Back in 2008, theoretical physicist Stephen Hawking used a speech synthesizer program on an Apple II computer to “talk.” He had to use hand controls to work the system, which became problematic as his case of Lou Gehrig’s disease progressed. When he upgraded to a new device, called a “cheek switch,” it detected when Hawking tensed the muscle in his cheek, helping him speak, write emails, or surf the Web.
Now, neuroscientists at the University of California, San Francisco have come up with a far more advanced technology—an artificial intelligence program that can turn thoughts into text. In time, it has the potential to help millions of people with speech disabilities communicate with ease.
“We exploit the conceptual similarity of the task of decoding speech from neural activity to the task of machine translation; that is, the algorithmic translation of text from one language to another,” the scientists wrote in a new paper published in the scientific journal Nature Neuroscience.
They’ve taken an AI approach that is akin to translating text in different languages. The underlying theory is the same in both cases—the goal is to convert one sequence of some arbitrary length into another—but the inputs are different, neural signals in the brain versus text.
To test out their hypothesis, the researchers used human trials. The scientists implanted electrodes into the brains of four participants with epilepsy to monitor their speech. Each person then read sentences aloud from one of two datasets: a set of picture descriptions, composed of 30 sentences and 125 unique words, which contained 460 sentences and about 1,800 unique words.
Each participant read 50 sentences aloud multiple times, including lines like “Tina Turner is a pop singer” and “there is chaos in the kitchen.” As each person spoke, the researchers monitored their brain activity. Then, they input the data into a machine learning algorithm that could switch the brain waves into a string of numbers that encoded the sentences. In another portion of the system, the numbers were converted back into a sequence of words.

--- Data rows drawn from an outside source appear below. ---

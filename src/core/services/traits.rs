use crate::api::client::LookupClient;
use crate::api::models::Candidate;
use crate::error::ApiError;
use async_trait::async_trait;

/// Remote lookup collaborator: query text in, ordered candidates out.
#[async_trait]
pub trait LookupService: Send + Sync + 'static {
    /// Look up candidates for an already-trimmed, non-empty query
    async fn lookup(&self, query: &str) -> Result<Vec<Candidate>, ApiError>;
}

#[async_trait]
impl LookupService for LookupClient {
    async fn lookup(&self, query: &str) -> Result<Vec<Candidate>, ApiError> {
        LookupClient::lookup(self, query).await
    }
}

#[cfg(test)]
mod tests {
    use super::*;
    use std::sync::Arc;

    // Mock service for testing the trait object path
    struct MockService;

    #[async_trait]
    impl LookupService for MockService {
        async fn lookup(&self, query: &str) -> Result<Vec<Candidate>, ApiError> {
            if query == "broken" {
                return Err(ApiError::Decode {
                    endpoint: "/sick".to_string(),
                    message: "not an array".to_string(),
                });
            }
            Ok(vec![Candidate::new("J45", format!("{} match", query))])
        }
    }

    #[tokio::test]
    async fn test_lookup_through_trait_object() {
        let service: Arc<dyn LookupService> = Arc::new(MockService);

        let result = service.lookup("asthma").await;
        tokio_test::assert_ok!(&result);
        assert_eq!(result.unwrap()[0].name, "asthma match");

        let result = service.lookup("broken").await;
        tokio_test::assert_err!(&result);
    }
}
use crate::error::{ApiError, StorageError};
use std::path::Path;

/// Helper functions for standardizing error conversions across the codebase.
/// Convert reqwest errors to ApiError with endpoint context
pub fn convert_request_error(error: reqwest::Error, endpoint: &str, timeout_secs: u64) -> ApiError {
    if error.is_timeout() {
        return convert_timeout_error(endpoint, timeout_secs);
    }
    match error.status() {
        Some(status) => ApiError::Http {
            status: status.as_u16(),
            endpoint: endpoint.to_string(),
            message: error.to_string(),
        },
        None => ApiError::Network {
            endpoint: endpoint.to_string(),
            message: error.to_string(),
        },
    }
}

/// Convert timeout errors to ApiError with endpoint context
pub fn convert_timeout_error(endpoint: &str, timeout_secs: u64) -> ApiError {
    ApiError::Timeout {
        timeout_secs,
        endpoint: endpoint.to_string(),
    }
}

/// Convert JSON deserialization errors to ApiError with endpoint context
pub fn convert_decode_error(error: serde_json::Error, endpoint: &str) -> ApiError {
    ApiError::Decode {
        endpoint: endpoint.to_string(),
        message: error.to_string(),
    }
}

/// Convert IO errors to StorageError carrying the offending path
pub fn convert_file_error(error: std::io::Error, path: &Path) -> StorageError {
    StorageError::FileIo {
        path: path.to_string_lossy().to_string(),
        source: error,
    }
}
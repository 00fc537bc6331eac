//! Search behavior: timing, caching, history, selection and orchestration.

pub mod cache;
pub mod controller;
pub mod debounce;
pub mod navigator;
pub mod pointer;
pub mod recent;
pub mod services;
pub mod session;

pub use controller::{ControllerOptions, SearchController, SearchKey};
pub use session::{CommittedSearch, Focus, SearchState, SearchView};
//! Lookup service HTTP client and wire models.

pub mod client;
pub mod models;
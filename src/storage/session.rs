//! Key/value string storage with browser session-storage semantics.

use super::Result;
use crate::error::StorageError;
use crate::utils::error_helpers::convert_file_error;
use std::collections::HashMap;
use std::fs;
use std::path::{Path, PathBuf};
use std::sync::RwLock;

pub trait SessionStorage: Send + Sync {
    fn get_item(&self, key: &str) -> Result<Option<String>>;
    fn set_item(&self, key: &str, value: &str) -> Result<()>;
}

/// Process-scoped storage: contents live as long as the process.
#[derive(Debug, Default)]
pub struct MemoryStorage {
    items: RwLock<HashMap<String, String>>,
}

impl MemoryStorage {
    pub fn new() -> Self {
        Self::default()
    }
}

impl SessionStorage for MemoryStorage {
    fn get_item(&self, key: &str) -> Result<Option<String>> {
        let items = self.items.read().map_err(|_| StorageError::Corruption {
            key: key.to_string(),
            message: "storage lock poisoned".to_string(),
        })?;
        Ok(items.get(key).cloned())
    }

    fn set_item(&self, key: &str, value: &str) -> Result<()> {
        let mut items = self.items.write().map_err(|_| StorageError::Corruption {
            key: key.to_string(),
            message: "storage lock poisoned".to_string(),
        })?;
        items.insert(key.to_string(), value.to_string());
        Ok(())
    }
}

/// Storage backed by a JSON object file, one string value per key.
///
/// Every `set_item` rewrites the whole file.
#[derive(Debug)]
pub struct FileStorage {
    path: PathBuf,
}

impl FileStorage {
    pub fn new(path: impl Into<PathBuf>) -> Self {
        Self { path: path.into() }
    }

    pub fn path(&self) -> &Path {
        &self.path
    }

    fn read_all(&self) -> Result<HashMap<String, String>> {
        if !self.path.exists() {
            return Ok(HashMap::new());
        }

        let content =
            fs::read_to_string(&self.path).map_err(|e| convert_file_error(e, &self.path))?;
        if content.trim().is_empty() {
            return Ok(HashMap::new());
        }

        serde_json::from_str(&content).map_err(|e| StorageError::Corruption {
            key: self.path.to_string_lossy().to_string(),
            message: e.to_string(),
        })
    }
}

impl SessionStorage for FileStorage {
    fn get_item(&self, key: &str) -> Result<Option<String>> {
        Ok(self.read_all()?.remove(key))
    }

    fn set_item(&self, key: &str, value: &str) -> Result<()> {
        // A corrupt file is overwritten rather than blocking every write.
        // Anything else means the file could not be read and must be kept.
        let mut items = match self.read_all() {
            Ok(items) => items,
            Err(StorageError::Corruption { .. }) => HashMap::new(),
            Err(e) => return Err(e),
        };
        items.insert(key.to_string(), value.to_string());

        if let Some(parent) = self.path.parent() {
            if !parent.as_os_str().is_empty() {
                fs::create_dir_all(parent).map_err(|e| convert_file_error(e, parent))?;
            }
        }

        let content = serde_json::to_string_pretty(&items).map_err(|_| StorageError::Serialize {
            key: key.to_string(),
        })?;
        fs::write(&self.path, content).map_err(|e| convert_file_error(e, &self.path))?;

        Ok(())
    }
}
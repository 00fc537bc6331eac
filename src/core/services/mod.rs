pub mod traits;

pub use traits::LookupService;
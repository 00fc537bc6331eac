//! Bounded, deduplicated, most-recent-first history of committed queries.

use std::sync::{Arc, RwLock};

use crate::error::StorageError;
use crate::storage::session::SessionStorage;

/// Session storage key the history is persisted under
pub const RECENT_SEARCH_KEY: &str = "recent_search_words";

/// Recent-search store persisted write-through as a JSON array of strings.
///
/// Clones share the in-memory list and the backing storage, so several
/// search boxes in one session see the same history.
#[derive(Clone)]
pub struct RecentSearchStore {
    storage: Arc<dyn SessionStorage>,
    entries: Arc<RwLock<Vec<String>>>,
    capacity: usize,
}

impl std::fmt::Debug for RecentSearchStore {
    fn fmt(&self, f: &mut std::fmt::Formatter<'_>) -> std::fmt::Result {
        f.debug_struct("RecentSearchStore")
            .field("entries", &self.entries())
            .field("capacity", &self.capacity)
            .finish()
    }
}

impl RecentSearchStore {
    /// Create a store and load whatever the storage already holds.
    pub fn new(storage: Arc<dyn SessionStorage>, capacity: usize) -> Self {
        let store = Self {
            storage,
            entries: Arc::new(RwLock::new(Vec::new())),
            capacity: capacity.max(1),
        };
        store.load();
        store
    }

    /// Reload from storage. Absent or corrupt data yields an empty list.
    pub fn load(&self) -> Vec<String> {
        let loaded = match self.read_persisted() {
            Ok(entries) => entries,
            Err(e) => {
                log::warn!("Ignoring unreadable recent searches: {}", e);
                Vec::new()
            }
        };

        if let Ok(mut entries) = self.entries.write() {
            *entries = loaded.clone();
        }
        loaded
    }

    fn read_persisted(&self) -> Result<Vec<String>, StorageError> {
        let Some(raw) = self.storage.get_item(RECENT_SEARCH_KEY)? else {
            return Ok(Vec::new());
        };

        let parsed: Vec<String> =
            serde_json::from_str(&raw).map_err(|e| StorageError::Corruption {
                key: RECENT_SEARCH_KEY.to_string(),
                message: e.to_string(),
            })?;

        Ok(normalize(parsed, self.capacity))
    }

    /// Snapshot of the list, most recent first.
    pub fn entries(&self) -> Vec<String> {
        self.entries
            .read()
            .map(|entries| entries.clone())
            .unwrap_or_default()
    }

    /// Move `query` to the front, truncate to capacity, and persist.
    ///
    /// The in-memory list is updated even when persisting fails.
    pub fn record(&self, query: &str) -> Result<(), StorageError> {
        let query = query.trim();
        if query.is_empty() {
            return Ok(());
        }

        let snapshot = {
            let mut entries = self.entries.write().map_err(|_| StorageError::Corruption {
                key: RECENT_SEARCH_KEY.to_string(),
                message: "recent search lock poisoned".to_string(),
            })?;
            entries.retain(|existing| existing != query);
            entries.insert(0, query.to_string());
            entries.truncate(self.capacity);
            entries.clone()
        };

        self.persist(&snapshot)
    }

    /// Remove every entry and persist the empty list.
    pub fn clear(&self) -> Result<(), StorageError> {
        if let Ok(mut entries) = self.entries.write() {
            entries.clear();
        }
        self.persist(&[])
    }

    fn persist(&self, entries: &[String]) -> Result<(), StorageError> {
        let encoded = serde_json::to_string(entries).map_err(|_| StorageError::Serialize {
            key: RECENT_SEARCH_KEY.to_string(),
        })?;
        self.storage.set_item(RECENT_SEARCH_KEY, &encoded)
    }
}

fn normalize(raw: Vec<String>, capacity: usize) -> Vec<String> {
    let mut entries: Vec<String> = Vec::with_capacity(capacity);
    for item in raw {
        let item = item.trim();
        if item.is_empty() || entries.iter().any(|existing| existing == item) {
            continue;
        }
        entries.push(item.to_string());
        if entries.len() == capacity {
            break;
        }
    }
    entries
}

#[cfg(test)]
mod tests {
    use super::*;
    use crate::storage::session::{FileStorage, MemoryStorage};
    use tempfile::tempdir;

    fn memory_store(capacity: usize) -> (RecentSearchStore, Arc<MemoryStorage>) {
        let storage = Arc::new(MemoryStorage::new());
        let store = RecentSearchStore::new(storage.clone(), capacity);
        (store, storage)
    }

    #[test]
    fn test_record_deduplicates_to_front() {
        let (store, _) = memory_store(5);
        store.record("a").unwrap();
        store.record("b").unwrap();
        store.record("a").unwrap();

        assert_eq!(store.entries(), vec!["a".to_string(), "b".to_string()]);
    }

    #[test]
    fn test_record_evicts_oldest_past_capacity() {
        let (store, _) = memory_store(3);
        for query in ["q1", "q2", "q3", "q4", "q5"] {
            store.record(query).unwrap();
        }

        assert_eq!(
            store.entries(),
            vec!["q5".to_string(), "q4".to_string(), "q3".to_string()]
        );
    }

    #[test]
    fn test_record_writes_through_as_json_array() {
        let (store, storage) = memory_store(5);
        store.record("asthma").unwrap();
        store.record("  flu ").unwrap();

        assert_eq!(
            storage.get_item(RECENT_SEARCH_KEY).unwrap(),
            Some(r#"["flu","asthma"]"#.to_string())
        );
    }

    #[test]
    fn test_empty_query_is_not_recorded() {
        let (store, storage) = memory_store(5);
        store.record("   ").unwrap();

        assert!(store.entries().is_empty());
        assert_eq!(storage.get_item(RECENT_SEARCH_KEY).unwrap(), None);
    }

    #[test]
    fn test_load_existing_storage() {
        let storage = Arc::new(MemoryStorage::new());
        storage
            .set_item(RECENT_SEARCH_KEY, r#"["b","a","b"," ","c"]"#)
            .unwrap();

        let store = RecentSearchStore::new(storage, 2);
        assert_eq!(store.entries(), vec!["b".to_string(), "a".to_string()]);
    }

    #[test]
    fn test_corrupt_storage_loads_empty() {
        let storage = Arc::new(MemoryStorage::new());
        storage.set_item(RECENT_SEARCH_KEY, "{not an array").unwrap();

        let store = RecentSearchStore::new(storage.clone(), 5);
        assert!(store.entries().is_empty());

        store.record("asthma").unwrap();
        assert_eq!(
            storage.get_item(RECENT_SEARCH_KEY).unwrap(),
            Some(r#"["asthma"]"#.to_string())
        );
    }

    #[test]
    fn test_clones_share_history() {
        let (store, _) = memory_store(5);
        let other = store.clone();

        store.record("asthma").unwrap();
        assert_eq!(other.entries(), vec!["asthma".to_string()]);
    }

    #[test]
    fn test_clear_persists_empty_list() {
        let (store, storage) = memory_store(5);
        store.record("asthma").unwrap();
        store.clear().unwrap();

        assert!(store.entries().is_empty());
        assert_eq!(
            storage.get_item(RECENT_SEARCH_KEY).unwrap(),
            Some("[]".to_string())
        );
    }

    #[test]
    fn test_file_backed_history_survives_reload() {
        let temp_dir = tempdir().expect("Failed to create temp dir");
        let path = temp_dir.path().join("history.json");

        let store = RecentSearchStore::new(Arc::new(FileStorage::new(&path)), 5);
        store.record("asthma").unwrap();
        store.record("flu").unwrap();

        let reopened = RecentSearchStore::new(Arc::new(FileStorage::new(&path)), 5);
        assert_eq!(
            reopened.entries(),
            vec!["flu".to_string(), "asthma".to_string()]
        );
    }
}
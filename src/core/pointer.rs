//! Document-level pointer dispatch with scoped subscriptions.
//!
//! A [`PointerSubscription`] unregisters its listener when dropped, so a
//! component that owns its subscription can never leave a dangling listener.

use std::collections::HashMap;
use std::sync::{Arc, Mutex, Weak};

/// Screen cell rectangle used for hit testing.
#[derive(Debug, Clone, Copy, PartialEq, Eq, Default)]
pub struct Region {
    pub x: u16,
    pub y: u16,
    pub width: u16,
    pub height: u16,
}

impl Region {
    pub const fn new(x: u16, y: u16, width: u16, height: u16) -> Self {
        Self {
            x,
            y,
            width,
            height,
        }
    }

    pub fn contains(&self, column: u16, row: u16) -> bool {
        column >= self.x
            && row >= self.y
            && (column as u32) < self.x as u32 + self.width as u32
            && (row as u32) < self.y as u32 + self.height as u32
    }
}

#[derive(Debug, Clone, Copy, PartialEq, Eq)]
pub struct PointerPress {
    pub column: u16,
    pub row: u16,
}

type Listener = Arc<dyn Fn(PointerPress) + Send + Sync>;

#[derive(Default)]
struct HubInner {
    next_id: u64,
    listeners: HashMap<u64, Listener>,
}

/// Shared click target every pointer press is dispatched through.
#[derive(Clone, Default)]
pub struct PointerHub {
    inner: Arc<Mutex<HubInner>>,
}

impl std::fmt::Debug for PointerHub {
    fn fmt(&self, f: &mut std::fmt::Formatter<'_>) -> std::fmt::Result {
        f.debug_struct("PointerHub")
            .field("listeners", &self.listener_count())
            .finish()
    }
}

impl PointerHub {
    pub fn new() -> Self {
        Self::default()
    }

    pub fn subscribe<F>(&self, listener: F) -> PointerSubscription
    where
        F: Fn(PointerPress) + Send + Sync + 'static,
    {
        let id = match self.inner.lock() {
            Ok(mut inner) => {
                let id = inner.next_id;
                inner.next_id += 1;
                inner.listeners.insert(id, Arc::new(listener));
                id
            }
            Err(_) => u64::MAX,
        };

        PointerSubscription {
            hub: Arc::downgrade(&self.inner),
            id,
        }
    }

    /// Deliver a press to every registered listener.
    pub fn dispatch(&self, press: PointerPress) {
        // Listeners run outside the lock so they may subscribe or drop guards
        let listeners: Vec<Listener> = match self.inner.lock() {
            Ok(inner) => inner.listeners.values().cloned().collect(),
            Err(_) => return,
        };
        for listener in listeners {
            listener(press);
        }
    }

    pub fn listener_count(&self) -> usize {
        self.inner
            .lock()
            .map(|inner| inner.listeners.len())
            .unwrap_or(0)
    }
}

/// Registration guard returned by [`PointerHub::subscribe`].
#[derive(Debug)]
pub struct PointerSubscription {
    hub: Weak<Mutex<HubInner>>,
    id: u64,
}

impl Drop for PointerSubscription {
    fn drop(&mut self) {
        if let Some(inner) = self.hub.upgrade() {
            if let Ok(mut inner) = inner.lock() {
                inner.listeners.remove(&self.id);
            }
        }
    }
}
//! Storage layer for sick-search
//!
//! Handles configuration management and session-scoped key/value storage
//! used for recent-search persistence.

use crate::error::StorageError;

pub mod config;
pub mod session;

type Result<T> = std::result::Result<T, StorageError>;
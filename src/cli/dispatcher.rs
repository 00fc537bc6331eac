use crate::api::client::LookupClient;
use crate::api::models::Candidate;
use crate::cli::main_types::Commands;
use crate::core::cache::ResultCache;
use crate::core::controller::{ControllerOptions, SearchController};
use crate::core::recent::RecentSearchStore;
use crate::core::services::LookupService;
use crate::error::{AppError, CliError, StorageError};
use crate::storage::config::Config;
use crate::storage::session::{FileStorage, MemoryStorage, SessionStorage};
use comfy_table::{Attribute, Cell, Color, Table, presets};
use std::sync::Arc;

pub struct Dispatcher {
    config: Config,
    verbose: bool,
}

impl Dispatcher {
    pub fn new(config: Config, verbose: bool) -> Self {
        Self { config, verbose }
    }

    pub fn config(&self) -> &Config {
        &self.config
    }

    pub async fn dispatch(&self, command: Commands) -> Result<(), AppError> {
        match command {
            Commands::Tui => self.handle_tui().await,
            Commands::Lookup { query, json } => self.handle_lookup(&query, json).await,
            Commands::History { clear } => self.handle_history(clear),
        }
    }

    pub fn lookup_client(&self) -> Result<LookupClient, AppError> {
        let lookup = &self.config.lookup;
        let client = LookupClient::with_options(
            lookup.base_url.clone(),
            lookup.timeout_seconds,
            lookup.options(),
        )?;
        Ok(client)
    }

    /// Recent searches backed by the history file, or by memory when unset.
    pub fn recent_store(&self) -> RecentSearchStore {
        let storage: Arc<dyn SessionStorage> = match &self.config.history.file {
            Some(path) => Arc::new(FileStorage::new(path.clone())),
            None => Arc::new(MemoryStorage::new()),
        };
        RecentSearchStore::new(storage, self.config.history.capacity)
    }

    /// Mount a search box wired to the configured service.
    pub fn build_controller(&self) -> Result<SearchController, AppError> {
        let lookup: Arc<dyn LookupService> = Arc::new(self.lookup_client()?);
        let options = ControllerOptions {
            debounce: self.config.search.debounce(),
            cache_ttl: self.config.search.cache_ttl(),
        };
        Ok(SearchController::new(
            lookup,
            ResultCache::new(),
            self.recent_store(),
            options,
        ))
    }

    async fn handle_tui(&self) -> Result<(), AppError> {
        let controller = self.build_controller()?;
        log::info!(
            "Starting search box against {} (debounce {}ms)",
            self.config.lookup.base_url,
            self.config.search.debounce_ms
        );
        crate::tui::run(controller).await
    }

    async fn handle_lookup(&self, query: &str, json: bool) -> Result<(), AppError> {
        let query = query.trim();
        if query.is_empty() {
            return Err(AppError::Cli(CliError::InvalidArguments(
                "query must not be empty".to_string(),
            )));
        }

        let client = self.lookup_client()?;
        if self.verbose {
            eprintln!("Verbose: using lookup server {}", client.base_url);
        }
        let candidates = client.lookup(query).await?;

        if json {
            let output = serde_json::to_string_pretty(&candidates).map_err(|_| {
                StorageError::Serialize {
                    key: "candidates".to_string(),
                }
            })?;
            println!("{}", output);
        } else if candidates.is_empty() {
            println!("No candidates found for '{}'", query);
        } else {
            println!("{}", render_candidates(&candidates));
            println!("{} candidate(s)", candidates.len());
        }
        Ok(())
    }

    fn handle_history(&self, clear: bool) -> Result<(), AppError> {
        let Some(path) = &self.config.history.file else {
            println!(
                "Recent searches are kept in memory for one session. \
                 Set [history] file in config.toml to keep them."
            );
            return Ok(());
        };

        let store = self.recent_store();
        if clear {
            store.clear()?;
            println!("Cleared recent searches in {}", path.display());
            return Ok(());
        }

        let entries = store.entries();
        if entries.is_empty() {
            println!("No recent searches");
        } else {
            for (i, entry) in entries.iter().enumerate() {
                println!("{:>2}. {}", i + 1, entry);
            }
        }
        Ok(())
    }
}

pub fn render_candidates(candidates: &[Candidate]) -> String {
    let mut table = Table::new();
    table.load_preset(presets::UTF8_FULL);
    table.set_content_arrangement(comfy_table::ContentArrangement::Dynamic);
    table.set_header(vec![
        Cell::new("Code")
            .add_attribute(Attribute::Bold)
            .fg(Color::Cyan),
        Cell::new("Name")
            .add_attribute(Attribute::Bold)
            .fg(Color::Cyan),
    ]);

    for candidate in candidates {
        table.add_row(vec![Cell::new(&candidate.code), Cell::new(&candidate.name)]);
    }

    table.to_string()
}

#[cfg(test)]
mod tests {
    use super::*;
    use crate::core::session::SearchState;
    use tempfile::tempdir;

    fn create_test_dispatcher(config: Config) -> Dispatcher {
        Dispatcher::new(config, true)
    }

    #[tokio::test]
    async fn test_lookup_rejects_blank_query() {
        let d = create_test_dispatcher(Config::default());
        let result = d
            .dispatch(Commands::Lookup {
                query: "   ".to_string(),
                json: false,
            })
            .await;

        match result {
            Err(AppError::Cli(CliError::InvalidArguments(msg))) => {
                assert!(msg.contains("empty"));
            }
            other => panic!("Expected InvalidArguments, got {:?}", other),
        }
    }

    #[test]
    fn test_render_candidates_table() {
        let rendered = render_candidates(&[
            Candidate::new("J45", "Asthma"),
            Candidate::new("J45.0", "Allergic asthma"),
        ]);
        assert!(rendered.contains("Code"));
        assert!(rendered.contains("J45.0"));
        assert!(rendered.contains("Allergic asthma"));
    }

    #[test]
    fn test_history_roundtrip_through_file() {
        let dir = tempdir().unwrap();
        let mut config = Config::default();
        config.history.file = Some(dir.path().join("history.json"));
        let d = create_test_dispatcher(config);

        d.recent_store().record("asthma").unwrap();
        assert_eq!(d.recent_store().entries(), vec!["asthma".to_string()]);

        d.handle_history(true).unwrap();
        assert!(d.recent_store().entries().is_empty());
    }

    #[test]
    fn test_history_without_file_is_not_an_error() {
        let d = create_test_dispatcher(Config::default());
        assert!(d.handle_history(false).is_ok());
        assert!(d.handle_history(true).is_ok());
    }

    #[tokio::test]
    async fn test_build_controller_uses_config() {
        let mut config = Config::default();
        config.history.capacity = 3;
        let d = create_test_dispatcher(config);

        let controller = d.build_controller().unwrap();
        assert_eq!(controller.state(), SearchState::Idle);
        assert!(controller.recent_searches().is_empty());
    }
}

At the outset, the system came up with some nonsensical phrases, like “the spinach was a famous singer;” lines with improper grammar, like “several adults the kids was eaten by;” and some ultimately philosophical-sounding sentences, such as “the oasis was a mirage.” Over time, the system improved as the researchers fed the system the initial sentences that the participants read aloud, to compare against.
In one case, the system got 97 percent of the sentences correct, representing less errors than the average human transcriber. Still, the algorithm is only processing a small number of sentences and words compared to what a user would ultimately desire.
Still, the system currently only works on verbal speech—meaning those who suffer from speech disorders caused by muscle paralysis won’t benefit just yet.